In Iwate Prefecture, in the cold northern interior of Japan’s Tōhoku region, a small number of ateliers still make wool scarves the slow way — dyeing raw fleece, carding it by hand, spinning the yarn on a wheel, and weaving slubby tweed on a hand loom one shuttle at a time. The result is “homespun” (ホームスパン, hōmu supan): an airy, lightly irregular cloth that behaves quite differently from smooth machine-spun wool.
Homespun arrived here in the late Meiji era, when British-style wool weaving spread through Tōhoku’s pasture-friendly highlands around Morioka and Hanamaki. Meiji-era agricultural reform and sheep husbandry gave the region its fleece, and over the following century Iwate became Japan’s homespun heartland. Nakamura Kōbō, a Morioka workshop, is among the best-known names keeping the technique alive today.
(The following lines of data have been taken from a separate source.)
//! The seam to the downstream logic that acts on finalised inbound transactions.

use custody_db::errors::DbError;
use custody_primitives::{memo::Memo, tx::ObservedTx, txout::TxOutItem};
use thiserror::Error;
use tracing::debug;

use crate::{context::CustodyCtx, errors::EngineError};

/// Errors returned by an [`InboundHandler`].
#[derive(Debug, Error)]
pub enum HandlerError {
    /// The handler refused the transaction.
    #[error("rejected: {0}")]
    Rejected(String),

    /// An engine operation requested by the handler failed.
    #[error(transparent)]
    Engine(#[from] EngineError),
}

impl From<DbError> for HandlerError {
    fn from(e: DbError) -> Self {
        HandlerError::Engine(EngineError::Storage(e))
    }
}

/// The result type for handler operations.
pub type HandlerResult<T> = Result<T, HandlerError>;

/// Acts on finalised inbound transactions, typically by requesting outbound payments through
/// [`CustodyCtx::schedule`].
///
/// Both methods run in their own nested transaction: writes of a failing call are discarded.
pub trait InboundHandler {
    /// Processes a finalised inbound transaction with a parsed memo.
    fn handle(&self, ctx: &mut CustodyCtx<'_>, tx: &ObservedTx, memo: &Memo) -> HandlerResult<()>;

    /// Sends every coin of `tx` back to its sender.
    fn refund(&self, ctx: &mut CustodyCtx<'_>, tx: &ObservedTx, reason: &str) -> HandlerResult<()> {
        debug!(tx_id = %tx.tx.id, %reason, "refunding inbound");

        for coin in &tx.tx.coins {
            let item = TxOutItem::new(
                tx.tx.chain,
                tx.tx.from_address.clone(),
                coin.clone(),
                tx.tx.id.clone(),
            )
            .with_memo(Memo::refund(&tx.tx.id));
            ctx.schedule(item, 0)?;
        }

        Ok(())
    }
}

/// A handler that accepts every transaction and requests nothing.
#[derive(Debug, Clone, Copy, Default)]
pub struct NoopHandler;

impl InboundHandler for NoopHandler {
    fn handle(&self, _ctx: &mut CustodyCtx<'_>, tx: &ObservedTx, memo: &Memo) -> HandlerResult<()> {
        debug!(tx_id = %tx.tx.id, kind = ?memo.kind, "ignoring finalised inbound");
        Ok(())
    }
}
This guide is for international readers weighing a hand-woven Iwate homespun stole — what the craft actually involves, who makes it, how to buy it from outside Japan, and who should probably look at a smooth merino scarf instead. Where the data is thin, this article says so plainly rather than guessing.
🔄 Last updated: May 31, 2026
⏱️ Read time: ~11 min
Nakamura Kōbō, Morioka (Iwate)
![Iwate Homespun Wool Scarf: Handwoven Tweed from Tohoku [2026]](https://m.media-amazon.com/images/I/51PoQvJSmQL._SL500_.jpg)
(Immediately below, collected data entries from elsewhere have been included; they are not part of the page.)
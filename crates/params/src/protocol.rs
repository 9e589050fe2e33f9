//! The full set of protocol parameters consumed by the custody core.

use std::path::Path;

use custody_primitives::{
    ids::Address,
    types::{supermajority_threshold, Amount},
};
use serde::{Deserialize, Serialize};
use tracing::debug;

use crate::{
    default::*,
    errors::{ParamsError, ParamsResult},
    governance::{GovernanceSource, ParamKey},
};

/// Protocol parameters.
///
/// Missing fields in a TOML document take their default values.
#[derive(Debug, Clone, PartialEq, Eq, Serialize, Deserialize)]
#[serde(default)]
pub struct ProtocolParams {
    /// Numerator of the fraction of active validators needed for consensus.
    pub consensus_threshold_num: u64,

    /// Denominator of the fraction of active validators needed for consensus.
    pub consensus_threshold_den: u64,

    /// Blocks after consensus during which a late matching observation is forgiven.
    pub observation_delay_flexibility: u64,

    /// Points added per observation and refunded when the observation becomes canonical.
    pub observe_slash_points: u64,

    /// Points added for not observing a transaction that reached consensus.
    pub lack_of_observation_penalty: u64,

    /// Blocks a vault has to sign and broadcast an outbound.
    pub signing_transaction_period: u64,

    /// Points added to each owner of a vault that failed to sign in time.
    pub signing_slash_points: u64,

    /// Blocks a per-node vault owner is jailed for failing to sign.
    pub jail_time_signing: u64,

    /// Signing windows an outbound is retried for before it is abandoned; zero means forever.
    pub max_outbound_attempts: u64,

    /// Flat fee charged on every outbound, in the native asset.
    pub outbound_transaction_fee: Amount,

    /// Per-block outbound value above which payments get delayed; zero disables the delay.
    pub min_tx_out_volume_threshold: Amount,

    /// Queued outbound value released per block; zero disables the delay.
    pub tx_out_delay_rate: Amount,

    /// Future blocks inspected when computing the outbound delay.
    pub tx_out_delay_max: u64,

    /// Maximum number of blocks an outbound may be delayed by.
    pub max_tx_out_offset: u64,

    /// Multiplier on stolen value when slashing bonds, in basis points.
    pub slash_penalty_bps: u64,

    /// Slashed value at which the affected chain is halted; zero never halts.
    pub pause_on_slash_threshold: Amount,

    /// Age beyond which double-sign evidence is ignored.
    pub double_sign_max_age: u64,

    /// Fraction of the bond burned for double signing, in basis points.
    pub double_sign_slash_bps: u64,

    /// Blocks between slash point decays; zero disables decay.
    pub slash_point_decay_interval: u64,

    /// Points removed from each counter per decay.
    pub slash_point_decay: u64,

    /// Destinations that outbound payments are never sent to.
    pub outbound_blacklist: Vec<Address>,
}

impl Default for ProtocolParams {
    fn default() -> Self {
        Self {
            consensus_threshold_num: CONSENSUS_THRESHOLD_NUM,
            consensus_threshold_den: CONSENSUS_THRESHOLD_DEN,
            observation_delay_flexibility: OBSERVATION_DELAY_FLEXIBILITY,
            observe_slash_points: OBSERVE_SLASH_POINTS,
            lack_of_observation_penalty: LACK_OF_OBSERVATION_PENALTY,
            signing_transaction_period: SIGNING_TRANSACTION_PERIOD,
            signing_slash_points: SIGNING_SLASH_POINTS,
            jail_time_signing: JAIL_TIME_SIGNING,
            max_outbound_attempts: MAX_OUTBOUND_ATTEMPTS,
            outbound_transaction_fee: OUTBOUND_TRANSACTION_FEE,
            min_tx_out_volume_threshold: MIN_TX_OUT_VOLUME_THRESHOLD,
            tx_out_delay_rate: TX_OUT_DELAY_RATE,
            tx_out_delay_max: TX_OUT_DELAY_MAX,
            max_tx_out_offset: MAX_TX_OUT_OFFSET,
            slash_penalty_bps: SLASH_PENALTY_BPS,
            pause_on_slash_threshold: PAUSE_ON_SLASH_THRESHOLD,
            double_sign_max_age: DOUBLE_SIGN_MAX_AGE,
            double_sign_slash_bps: DOUBLE_SIGN_SLASH_BPS,
            slash_point_decay_interval: SLASH_POINT_DECAY_INTERVAL,
            slash_point_decay: SLASH_POINT_DECAY,
            outbound_blacklist: OUTBOUND_BLACKLIST.iter().copied().map(Address::from).collect(),
        }
    }
}

impl ProtocolParams {
    /// Parses the parameters from TOML and validates them.
    pub fn from_toml_str(s: &str) -> ParamsResult<Self> {
        let params: Self = toml::from_str(s)?;
        params.validate()?;

        Ok(params)
    }

    /// Loads the parameters from a TOML file.
    pub fn load(path: impl AsRef<Path>) -> ParamsResult<Self> {
        let contents = std::fs::read_to_string(path)?;
        Self::from_toml_str(&contents)
    }

    /// Checks values that would make the protocol misbehave.
    pub fn validate(&self) -> ParamsResult<()> {
        if self.consensus_threshold_den == 0 {
            return Err(ParamsError::Invalid {
                key: ParamKey::ConsensusThresholdDen.name(),
                reason: "must be non-zero",
            });
        }
        if self.consensus_threshold_num == 0
            || self.consensus_threshold_num > self.consensus_threshold_den
        {
            return Err(ParamsError::Invalid {
                key: ParamKey::ConsensusThresholdNum.name(),
                reason: "must be within (0, denominator]",
            });
        }
        if self.signing_transaction_period == 0 {
            return Err(ParamsError::Invalid {
                key: ParamKey::SigningTransactionPeriod.name(),
                reason: "must be non-zero",
            });
        }

        Ok(())
    }

    /// Returns the current value of `key`.
    pub const fn value(&self, key: ParamKey) -> u64 {
        match key {
            ParamKey::ConsensusThresholdNum => self.consensus_threshold_num,
            ParamKey::ConsensusThresholdDen => self.consensus_threshold_den,
            ParamKey::ObservationDelayFlexibility => self.observation_delay_flexibility,
            ParamKey::ObserveSlashPoints => self.observe_slash_points,
            ParamKey::LackOfObservationPenalty => self.lack_of_observation_penalty,
            ParamKey::SigningTransactionPeriod => self.signing_transaction_period,
            ParamKey::SigningSlashPoints => self.signing_slash_points,
            ParamKey::JailTimeSigning => self.jail_time_signing,
            ParamKey::MaxOutboundAttempts => self.max_outbound_attempts,
            ParamKey::OutboundTransactionFee => self.outbound_transaction_fee,
            ParamKey::MinTxOutVolumeThreshold => self.min_tx_out_volume_threshold,
            ParamKey::TxOutDelayRate => self.tx_out_delay_rate,
            ParamKey::TxOutDelayMax => self.tx_out_delay_max,
            ParamKey::MaxTxOutOffset => self.max_tx_out_offset,
            ParamKey::SlashPenalty => self.slash_penalty_bps,
            ParamKey::PauseOnSlashThreshold => self.pause_on_slash_threshold,
            ParamKey::DoubleSignMaxAge => self.double_sign_max_age,
            ParamKey::DoubleSignSlash => self.double_sign_slash_bps,
            ParamKey::SlashPointDecayInterval => self.slash_point_decay_interval,
            ParamKey::SlashPointDecay => self.slash_point_decay,
        }
    }

    fn set(&mut self, key: ParamKey, value: u64) {
        let field = match key {
            ParamKey::ConsensusThresholdNum => &mut self.consensus_threshold_num,
            ParamKey::ConsensusThresholdDen => &mut self.consensus_threshold_den,
            ParamKey::ObservationDelayFlexibility => &mut self.observation_delay_flexibility,
            ParamKey::ObserveSlashPoints => &mut self.observe_slash_points,
            ParamKey::LackOfObservationPenalty => &mut self.lack_of_observation_penalty,
            ParamKey::SigningTransactionPeriod => &mut self.signing_transaction_period,
            ParamKey::SigningSlashPoints => &mut self.signing_slash_points,
            ParamKey::JailTimeSigning => &mut self.jail_time_signing,
            ParamKey::MaxOutboundAttempts => &mut self.max_outbound_attempts,
            ParamKey::OutboundTransactionFee => &mut self.outbound_transaction_fee,
            ParamKey::MinTxOutVolumeThreshold => &mut self.min_tx_out_volume_threshold,
            ParamKey::TxOutDelayRate => &mut self.tx_out_delay_rate,
            ParamKey::TxOutDelayMax => &mut self.tx_out_delay_max,
            ParamKey::MaxTxOutOffset => &mut self.max_tx_out_offset,
            ParamKey::SlashPenalty => &mut self.slash_penalty_bps,
            ParamKey::PauseOnSlashThreshold => &mut self.pause_on_slash_threshold,
            ParamKey::DoubleSignMaxAge => &mut self.double_sign_max_age,
            ParamKey::DoubleSignSlash => &mut self.double_sign_slash_bps,
            ParamKey::SlashPointDecayInterval => &mut self.slash_point_decay_interval,
            ParamKey::SlashPointDecay => &mut self.slash_point_decay,
        };
        *field = value;
    }

    /// Returns a copy with every valid override from `source` applied.
    ///
    /// If the overrides leave the parameters invalid as a whole, the defaults in `self` are kept.
    pub fn resolve(&self, source: &dyn GovernanceSource) -> Self {
        let mut resolved = self.clone();
        for key in ParamKey::ALL {
            let Some(raw) = source.get(key) else {
                continue;
            };

            match key.validate(raw) {
                Some(value) => resolved.set(key, value),
                None => debug!(%key, %raw, "ignoring invalid governance override"),
            }
        }

        if let Err(e) = resolved.validate() {
            debug!(%e, "governance overrides produce invalid params, keeping defaults");
            return self.clone();
        }

        resolved
    }

    /// Number of signers needed for consensus among `active` validators.
    pub const fn consensus_threshold(&self, active: usize) -> usize {
        supermajority_threshold(
            active,
            self.consensus_threshold_num,
            self.consensus_threshold_den,
        )
    }

    /// Returns whether outbound payments to `address` are refused.
    pub fn is_blacklisted(&self, address: &Address) -> bool {
        self.outbound_blacklist.contains(address)
    }
}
- Who this is for — and who should skip it
- Product overview (from published specs)
- Where this comes from — place, era, and the craft tradition
- Price snapshot across stores
- 📦 Shipping & where to buy from outside Japan
- What it does well
- Weaknesses and things to verify before buying
- Conclusion — which buyer type are you?
- Other ways to approach this purchase
- 🏆 Editor’s Pick
- ❓ Frequently Asked Questions
Who this is for — and who should skip it
- Want a genuinely hand-made textile, not a factory scarf
- Appreciate the airy, slightly irregular texture of hand-spun tweed
- Are drawn to Tōhoku regional craft with a documented history
- Prefer lightweight wool warmth for autumn and winter layering
- Are comfortable hand-washing or dry-cleaning pure wool
- Need a machine-washable, low-maintenance scarf
- Have a known wool sensitivity or want the smoothness of fine merino or cashmere
- Want guaranteed in-stock availability and fixed pricing
- Need it delivered fast with no customs paperwork outside Japan
- Expect exact, confirmed dimensions before ordering (specs were not in the dataset)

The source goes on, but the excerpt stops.